The job was done quickly and they stood by the rail and watched as the tips swung out away from the sides of the ship. Riddick didn’t know if Jack could see it, or if only his enhanced sight allowed him to, but the tips began to glow softly as they floated just above the grass.
Riddick pulled out the can of shaving soap and moved back to sit against the cabin side. Jack sat Indian fashion in front of him to watch him as he lathered up his stubble and pulled out a small blade from somewhere in his clothing. “Don’t you need a mirror for that or something?”
Riddick grinned at her, his goggles looped over his wrist and his eyes tightly closed. “Not too many mirrors in Slam, Jack. I don’t need one anymore.” He had never needed one. The first time he had ever shaved had been in prison; he had never known anything else. He wiped the rest of the soap from his head with a wet cloth and eased his goggles back over his eyes before he opened them.
Jack was still there, her head tilted as she watched him carefully.
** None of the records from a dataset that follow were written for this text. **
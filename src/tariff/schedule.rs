//! Time-of-use period selection
//!
//! Pure functions over (timestamp, calendar): the resolver never performs
//! time-of-use selection itself, it only resolves the flat per-period
//! values. Callers combine these helpers with a resolved snapshot to pick
//! the rate that applies at a given instant.

use super::types::ElectricityRates;
use crate::calendar::HolidayCalendar;
use chrono::{DateTime, Datelike, TimeZone, Timelike, Weekday};

/// Time-of-use pricing period
#[derive(Debug, Clone, Copy, PartialEq, Eq)]
pub enum PeakPeriod {
    OffPeak,
    MidPeak,
    OnPeak,
}

impl PeakPeriod {
    pub fn as_str(&self) -> &'static str {
        match self {
            Self::OffPeak => "off_peak",
            Self::MidPeak => "mid_peak",
            Self::OnPeak => "on_peak",
        }
    }
}

/// Winter time-of-use season runs November through April
fn is_winter_month(month: u32) -> bool {
    !(5..=10).contains(&month)
}

/// Time-of-use period in effect at `ts`
///
/// Weekends and holidays are off-peak all day. On weekdays the window
/// 19:00-07:00 is off-peak; between 07:00 and 19:00 the mid-day block
/// (11:00-17:00) and the shoulder blocks swap between mid- and on-peak
/// with the season: mornings and evenings are on-peak in winter and
/// mid-peak in summer.
pub fn peak_period_at<Tz: TimeZone>(ts: &DateTime<Tz>, calendar: &HolidayCalendar) -> PeakPeriod {
    let date = ts.date_naive();
    if matches!(ts.weekday(), Weekday::Sat | Weekday::Sun) || calendar.is_holiday(date) {
        return PeakPeriod::OffPeak;
    }

    let hour = ts.hour();
    if !(7..19).contains(&hour) {
        return PeakPeriod::OffPeak;
    }

    let midday = (11..17).contains(&hour);
    if is_winter_month(ts.month()) {
        if midday {
            PeakPeriod::MidPeak
        } else {
            PeakPeriod::OnPeak
        }
    } else if midday {
        PeakPeriod::OnPeak
    } else {
        PeakPeriod::MidPeak
    }
}

impl ElectricityRates {
    /// Flat rate applying to the given time-of-use period
    pub fn rate_for(&self, period: PeakPeriod) -> f64 {
        match period {
            PeakPeriod::OffPeak => self.off_peak_rate,
            PeakPeriod::MidPeak => self.mid_peak_rate,
            PeakPeriod::OnPeak => self.on_peak_rate,
        }
    }

    /// Flat rate applying at the given instant
    pub fn rate_at<Tz: TimeZone>(&self, ts: &DateTime<Tz>, calendar: &HolidayCalendar) -> f64 {
        self.rate_for(peak_period_at(ts, calendar))
    }
}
She watched as he wiped the rest of the soap off the blade before she turned her back to him and took off the battered pair of goggles she had worn since the hammerhead planet.
“You sure, Jack? This would grow in pretty quickly.” He didn’t argue when she gave a curt nod, just lathered the velvet stubble and carefully shaved her head. When he was done he wiped the soap off her head and grinned as she put her battered goggles back on, resting them on her forehead.
She moved to get up but he reached out to hold her there a little longer. At another time it would have freaked her out, and she would have fought, but she knew that Riddick would never hurt her. That if he hugged her it was because he wanted to hug her, not hurt her. She scooted back a little until her back was against his chest and they sat like that and watched the sun go down.